Material supplied -

↓↓↓

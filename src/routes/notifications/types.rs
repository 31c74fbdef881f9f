use chrono::{DateTime, Utc};
use serde::Serialize;
use utoipa::ToSchema;

use crate::entity::{notification_settings, notifications};

/// Notification as rendered by the client
#[derive(Debug, Serialize, ToSchema)]
#[serde(rename_all = "camelCase")]
pub struct NotificationResponse {
    pub id: String,
    #[serde(rename = "type")]
    pub notification_type: String,
    pub title: String,
    pub message: String,
    pub is_read: bool,
    pub created_at: DateTime<Utc>,
}

impl From<notifications::Model> for NotificationResponse {
    fn from(n: notifications::Model) -> Self {
        Self {
            id: n.id.to_string(),
            notification_type: n.notification_type,
            title: n.title,
            message: n.message,
            is_read: n.is_read,
            created_at: n.created_at.with_timezone(&Utc),
        }
    }
}

#[derive(Debug, Serialize, ToSchema)]
pub struct NotificationsListResponse {
    pub notifications: Vec<NotificationResponse>,
}

#[derive(Debug, Serialize, ToSchema)]
pub struct StatusResponse {
    pub status: String,
}

impl StatusResponse {
    #[must_use]
    pub fn success() -> Self {
        Self {
            status: "success".to_string(),
        }
    }
}

#[derive(Debug, Serialize, ToSchema)]
pub struct NotificationSettingsResponse {
    pub push_token: Option<String>,
    pub push_enabled: bool,
    pub kakao_enabled: bool,
    pub anomaly_alerts: bool,
    pub report_alerts: bool,
    pub updated_at: DateTime<Utc>,
}

impl From<notification_settings::Model> for NotificationSettingsResponse {
    fn from(s: notification_settings::Model) -> Self {
        Self {
            push_token: s.push_token,
            push_enabled: s.push_enabled,
            kakao_enabled: s.kakao_enabled,
            anomaly_alerts: s.anomaly_alerts,
            report_alerts: s.report_alerts,
            updated_at: s.updated_at.with_timezone(&Utc),
        }
    }
}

↑↑↑

What needs to be done -
The lines from the one containing "pub struct NotificationResponse" through the final line of the entries above are to be printed exactly, with nothing added.

Answer section -
pub struct NotificationResponse {
    pub id: String,
    #[serde(rename = "type")]
    pub notification_type: String,
    pub title: String,
    pub message: String,
    pub is_read: bool,
    pub created_at: DateTime<Utc>,
}

impl From<notifications::Model> for NotificationResponse {
    fn from(n: notifications::Model) -> Self {
        Self {
            id: n.id.to_string(),
            notification_type: n.notification_type,
            title: n.title,
            message: n.message,
            is_read: n.is_read,
            created_at: n.created_at.with_timezone(&Utc),
        }
    }
}

#[derive(Debug, Serialize, ToSchema)]
pub struct NotificationsListResponse {
    pub notifications: Vec<NotificationResponse>,
}

#[derive(Debug, Serialize, ToSchema)]
pub struct StatusResponse {
    pub status: String,
}

impl StatusResponse {
    #[must_use]
    pub fn success() -> Self {
        Self {
            status: "success".to_string(),
        }
    }
}

#[derive(Debug, Serialize, ToSchema)]
pub struct NotificationSettingsResponse {
    pub push_token: Option<String>,
    pub push_enabled: bool,
    pub kakao_enabled: bool,
    pub anomaly_alerts: bool,
    pub report_alerts: bool,
    pub updated_at: DateTime<Utc>,
}

impl From<notification_settings::Model> for NotificationSettingsResponse {
    fn from(s: notification_settings::Model) -> Self {
        Self {
            push_token: s.push_token,
            push_enabled: s.push_enabled,
            kakao_enabled: s.kakao_enabled,
            anomaly_alerts: s.anomaly_alerts,
            report_alerts: s.report_alerts,
            updated_at: s.updated_at.with_timezone(&Utc),
        }
    }
}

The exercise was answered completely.